(Dataset entries)
• • • • • • •
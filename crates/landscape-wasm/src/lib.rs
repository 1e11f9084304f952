//! Browser bindings for the roughness engine.
//!
//! `computeGrid`/`analyzeGrid` run on the calling thread. `WasmTileWorker` is
//! the message handler behind a web worker: it takes `WorkerRequest` objects
//! and answers with a `WorkerResponse`, or `undefined` when nothing is posted
//! (cancel messages and cancelled tiles).
use wasm_bindgen::prelude::*;

use landscape_core::analysis::{analyze, AnalysisOptions};
use landscape_core::{EngineConfig, GridHooks, TileWorker, WorkerRequest};

fn js_err(context: &str, e: impl std::fmt::Display) -> JsValue {
    JsValue::from_str(&format!("{context}: {e}"))
}

/// Parse and validate an engine config. Empty input gives the defaults.
pub fn parse_config(config_json: &str) -> Result<EngineConfig, String> {
    let config: EngineConfig = if config_json.trim().is_empty() {
        EngineConfig::default()
    } else {
        serde_json::from_str(config_json).map_err(|e| format!("invalid config: {e}"))?
    };
    config.validate().map_err(|e| format!("invalid config: {e}"))?;
    Ok(config)
}

pub fn parse_analysis_options(options_json: &str) -> Result<AnalysisOptions, String> {
    if options_json.trim().is_empty() {
        return Ok(AnalysisOptions::default());
    }
    serde_json::from_str(options_json).map_err(|e| format!("invalid analysis options: {e}"))
}

/// JSON-in/JSON-out form of [`WasmTileWorker::handle_message`].
pub fn handle_json(worker: &TileWorker, message_json: &str) -> Result<Option<String>, String> {
    let request: WorkerRequest =
        serde_json::from_str(message_json).map_err(|e| format!("invalid worker message: {e}"))?;
    worker
        .handle(request)
        .map(|resp| serde_json::to_string(&resp).map_err(|e| format!("encoding response: {e}")))
        .transpose()
}

/// Compute a full grid. Returns the `GridData` object.
#[wasm_bindgen(js_name = computeGrid)]
pub fn compute_grid(config_json: &str) -> Result<JsValue, JsValue> {
    let config = parse_config(config_json).map_err(|e| JsValue::from_str(&e))?;
    let grid = landscape_core::compute_grid(&config, GridHooks::default()).map_err(|e| js_err("compute", e))?;
    serde_wasm_bindgen::to_value(&grid).map_err(|e| js_err("serialize", e))
}

/// Compute a grid and run the terrain analysis on it. Returns
/// `{ grid, terrain }`.
#[wasm_bindgen(js_name = analyzeGrid)]
pub fn analyze_grid(config_json: &str, options_json: &str) -> Result<JsValue, JsValue> {
    #[derive(serde::Serialize)]
    struct Out<'a> {
        grid: &'a landscape_core::GridData,
        terrain: landscape_core::analysis::TerrainReport,
    }

    let config = parse_config(config_json).map_err(|e| JsValue::from_str(&e))?;
    let opts = parse_analysis_options(options_json).map_err(|e| JsValue::from_str(&e))?;
    let grid = landscape_core::compute_grid(&config, GridHooks::default()).map_err(|e| js_err("compute", e))?;
    let terrain = analyze(&grid, &opts);
    serde_wasm_bindgen::to_value(&Out { grid: &grid, terrain }).map_err(|e| js_err("serialize", e))
}

/// Explain one cell's roughness. `undefined` when out of range.
#[wasm_bindgen(js_name = explainCell)]
pub fn explain_cell(config_json: &str, ix: usize, iy: usize, top: usize) -> Result<JsValue, JsValue> {
    let config = parse_config(config_json).map_err(|e| JsValue::from_str(&e))?;
    match landscape_core::explain_cell(&config, ix, iy, top).map_err(|e| js_err("explain", e))? {
        Some(e) => serde_wasm_bindgen::to_value(&e).map_err(|e| js_err("serialize", e)),
        None => Ok(JsValue::UNDEFINED),
    }
}

#[wasm_bindgen]
pub struct WasmTileWorker {
    inner: TileWorker,
}

#[wasm_bindgen]
impl WasmTileWorker {
    #[wasm_bindgen(constructor)]
    pub fn new() -> Self {
        Self { inner: TileWorker::new() }
    }

    /// Handle one `tile`/`cancel` message object.
    #[wasm_bindgen(js_name = handleMessage)]
    pub fn handle_message(&self, message: JsValue) -> Result<JsValue, JsValue> {
        let request: WorkerRequest =
            serde_wasm_bindgen::from_value(message).map_err(|e| js_err("invalid worker message", e))?;
        match self.inner.handle(request) {
            Some(resp) => serde_wasm_bindgen::to_value(&resp).map_err(|e| js_err("serialize", e)),
            None => Ok(JsValue::UNDEFINED),
        }
    }

    /// Same as `handleMessage` over JSON strings.
    #[wasm_bindgen(js_name = handleJson)]
    pub fn handle_json(&self, message_json: &str) -> Result<Option<String>, JsValue> {
        handle_json(&self.inner, message_json).map_err(|e| JsValue::from_str(&e))
    }
}

impl Default for WasmTileWorker {
    fn default() -> Self {
        Self::new()
    }
}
• • • • • • •
About this task: Find the lines in the data that include "match", then copy each of them.

Finished exercise:
    match landscape_core::explain_cell(&config, ix, iy, top).map_err(|e| js_err("explain", e))? {
        match self.inner.handle(request) {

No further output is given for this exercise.